Salim (S): I was in the Start-Up@Singapore Nationwide Business Plan Competition (S@S), flagship project of the National University of Singapore (NUS) Entrepreneurship Society (NES). I [also] participated in the NUS Overseas Colleges at Silicon Valley programme, where I interned at Zong, a mobile payments company.

I joined the Singapore Government not because I wanted a stable career. I was deciding between joining the Ministry of Trade and Industry or a Silicon Valley tech giant as a junior product guy.

I chose the former because it was more exciting and riskier. Many people told me I was stupid. But … it would make more sense to use my knowledge and experience from NOC … and apply them to a different environment.
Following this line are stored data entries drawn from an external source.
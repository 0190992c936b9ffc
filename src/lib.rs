pub mod api;
pub mod bestsellers;
pub mod browser;
pub mod config;
pub mod db;
pub mod error;
pub mod extractor;
pub mod fetcher;
pub mod models;
pub mod search;
pub mod webhook;

use axum::{
    routing::{get, post},
    Router,
};
use std::sync::Arc;
use tower_http::cors::CorsLayer;
use tower_http::trace::TraceLayer;
use utoipa::OpenApi;
use utoipa_swagger_ui::SwaggerUi;

#[derive(OpenApi)]
#[openapi(
    paths(
        api::scrape_by_query,
        api::scrape_by_path,
        api::scrape_best_sellers,
        api::scrape_item,
        api::receive_webhook,
        api::get_user,
        api::update_game_stats
    ),
    components(
        schemas(
            models::Product,
            models::UserStats,
            models::StatsDelta,
            api::ProductResponse,
            api::LinksResponse,
            api::ItemResponse,
            api::UserStatsResponse,
            api::WebhookResponse,
            error::ErrorResponse
        )
    ),
    tags(
        (name = "scrape", description = "Product scraping"),
        (name = "users", description = "User records and provider webhooks")
    )
)]
pub struct ApiDoc;

pub fn router(state: Arc<api::AppState>) -> Router {
    Router::new()
        .merge(SwaggerUi::new("/swagger-ui").url("/api-docs/openapi.json", ApiDoc::openapi()))
        .route("/health", get(api::health))
        .route("/api/scrape", get(api::scrape_by_query))
        .route("/api/scrape/:searchItem", get(api::scrape_by_path))
        .route("/api/scrapeBestSellers", get(api::scrape_best_sellers))
        .route("/api/scrapeItem", get(api::scrape_item))
        .route("/api/webhooks", post(api::receive_webhook))
        .route("/api/user/:externalId", get(api::get_user))
        .route("/api/updateGameStats/:externalId", post(api::update_game_stats))
        .layer(CorsLayer::permissive())
        .layer(TraceLayer::new_for_http())
        .with_state(state)
}
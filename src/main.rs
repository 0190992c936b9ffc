use dotenv::dotenv;
use std::sync::Arc;
use tracing::{error, info};
use tracing_subscriber::EnvFilter;

use shop_scraper::api::AppState;
use shop_scraper::config::Config;
use shop_scraper::db::{self, PgUserStore};
use shop_scraper::search::SearchService;
use shop_scraper::webhook::WebhookVerifier;

#[tokio::main]
async fn main() -> anyhow::Result<()> {
    dotenv().ok();
    tracing_subscriber::fmt()
        .with_env_filter(EnvFilter::try_from_default_env().unwrap_or_else(|_| EnvFilter::new("info")))
        .init();

    let config = Config::from_env()?;

    info!("Connecting to database...");
    let pool = db::connect(&config.database_url, config.database_max_connections).await?;
    db::init_db(&pool).await?;
    info!("Database connected");

    let site = config.site();
    let verifier = WebhookVerifier::new(&config.webhook_secret)?;
    let state = Arc::new(AppState {
        users: Arc::new(PgUserStore::new(pool.clone())),
        verifier,
        static_search: SearchService::static_mode(&site)?,
        browser_search: SearchService::browser_mode(&site, &config.snapshot_path),
        default_mode: config.scrape_mode,
        site,
    });

    let app = shop_scraper::router(state);

    let addr = format!("0.0.0.0:{}", config.port);
    let listener = tokio::net::TcpListener::bind(&addr).await?;
    info!("Listening on {}", listener.local_addr()?);
    let served = axum::serve(listener, app)
        .with_graceful_shutdown(shutdown_signal())
        .await;

    pool.close().await;
    info!("Database connection closed");

    served?;
    Ok(())
}

async fn shutdown_signal() {
    if let Err(e) = tokio::signal::ctrl_c().await {
        error!(error = %e, "failed to listen for shutdown signal");
        std::future::pending::<()>().await;
    }
    info!("Shutdown signal received");
}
Lim (L): I studied Business Management in Singapore Management University and was inspired to start my own Internet company during my junior year. I started out by hiring freelancers to help, but I decided to learn how to build on my own ideas with coding.

After just over a year, I actually found the process more interesting than the outcome itself. So, I joined Carousell to establish the entire web platform.
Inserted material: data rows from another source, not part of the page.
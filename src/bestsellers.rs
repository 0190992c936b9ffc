use once_cell::sync::Lazy;
use reqwest::Url;
use scraper::{Html, Selector};
use std::collections::HashSet;
use tracing::info;

use crate::browser::with_session;
use crate::config::SiteSettings;
use crate::error::ScrapeError;
use crate::models::{ItemDetails, IMAGE_NOT_FOUND, PRICE_NOT_FOUND, TITLE_NOT_FOUND};

pub const BESTSELLERS_PATH: &str = "/gp/bestsellers/";
pub const CAROUSEL_LINK_SELECTOR: &str = ".a-carousel-card .a-link-normal[href]";
/// Links containing this are review pages, not items.
pub const REVIEW_MARKER: &str = "product-reviews";

static CAROUSEL_LINKS: Lazy<Selector> = Lazy::new(|| Selector::parse(CAROUSEL_LINK_SELECTOR).unwrap());
static PRODUCT_TITLE: Lazy<Selector> = Lazy::new(|| Selector::parse("#productTitle").unwrap());
static PRODUCT_PRICE: Lazy<Selector> = Lazy::new(|| Selector::parse(".aok-offscreen").unwrap());
static PRODUCT_IMAGE: Lazy<Selector> = Lazy::new(|| Selector::parse(".a-dynamic-image").unwrap());

fn resolve(base: Option<&Url>, href: &str) -> String {
    match base.and_then(|b| b.join(href).ok()) {
        Some(url) => url.to_string(),
        None => href.to_string(),
    }
}

/// Drops review links and repeats, keeping first-seen order.
pub fn dedupe_item_links<I>(links: I) -> Vec<String>
where
    I: IntoIterator<Item = String>,
{
    let mut seen = HashSet::new();
    links
        .into_iter()
        .filter(|link| !link.is_empty() && !link.contains(REVIEW_MARKER))
        .filter(|link| seen.insert(link.clone()))
        .collect()
}

/// Item links from the carousel cards of a listing page, made absolute
/// against `page_url`.
pub fn collect_item_links(html: &str, page_url: &str) -> Vec<String> {
    let document = Html::parse_document(html);
    let base = Url::parse(page_url).ok();

    let hrefs: Vec<String> = document
        .select(&CAROUSEL_LINKS)
        .filter_map(|el| el.value().attr("href"))
        .map(|href| resolve(base.as_ref(), href.trim()))
        .collect();

    dedupe_item_links(hrefs)
}

/// Reads title, price and image from an item page, substituting
/// placeholders for anything that is not there.
pub fn parse_item_details(html: &str, page_url: &str) -> ItemDetails {
    let document = Html::parse_document(html);
    let base = Url::parse(page_url).ok();

    let text_of = |selector: &Selector| {
        document
            .select(selector)
            .next()
            .map(|el| el.text().collect::<String>().trim().to_string())
            .filter(|text| !text.is_empty())
    };

    let title = text_of(&PRODUCT_TITLE).unwrap_or_else(|| TITLE_NOT_FOUND.to_string());
    let price = text_of(&PRODUCT_PRICE).unwrap_or_else(|| PRICE_NOT_FOUND.to_string());
    let image = document
        .select(&PRODUCT_IMAGE)
        .next()
        .and_then(|el| el.value().attr("src"))
        .map(str::trim)
        .filter(|src| !src.is_empty())
        .map(|src| resolve(base.as_ref(), src))
        .unwrap_or_else(|| IMAGE_NOT_FOUND.to_string());

    ItemDetails(title, price, image)
}

/// Distinct item links from the bestsellers page.
///
/// Fails when the carousel links never show up.
pub async fn scrape_bestsellers(site: &SiteSettings) -> Result<Vec<String>, ScrapeError> {
    let url = format!("{}{}", site.base_url, BESTSELLERS_PATH);
    let links = with_session(&site.user_agent, move |session| {
        let tab = session.open(&url)?;
        tab.wait_for_element(CAROUSEL_LINK_SELECTOR)
            .map_err(|_| ScrapeError::SelectorMissing(CAROUSEL_LINK_SELECTOR.to_string()))?;
        let html = tab.get_content()?;
        Ok(collect_item_links(&html, &tab.get_url()))
    })
    .await?;

    info!(count = links.len(), "collected bestseller links");
    Ok(links)
}

/// Title, price and image of one item page. Only navigation failures are
/// errors; missing fields come back as placeholders.
pub async fn scrape_item(site: &SiteSettings, link: &str) -> Result<ItemDetails, ScrapeError> {
    let link = link.to_string();
    let details = with_session(&site.user_agent, move |session| {
        session.open(&link)?;
        let tab = session.tab();
        let html = tab.get_content()?;
        Ok(parse_item_details(&html, &tab.get_url()))
    })
    .await?;

    info!(title = %details.title(), "scraped item page");
    Ok(details)
}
Tan (T): I had just completed my legal training and was about to be called to the Bar when I was faced with the opportunity to explore career options beyond the legal field.

I had dabbled with tech and “entrepreneurial” stuff since [I was] 13 or 14 – first teaching myself to make jewellery off the Internet, then starting an online business [by] selling it on Livejournal and Etsy.

I co-founded What The FLEA!, a regular weekend flea market, and ran it pretty successfully … It’s not really much of a surprise that I ended up at Carousell!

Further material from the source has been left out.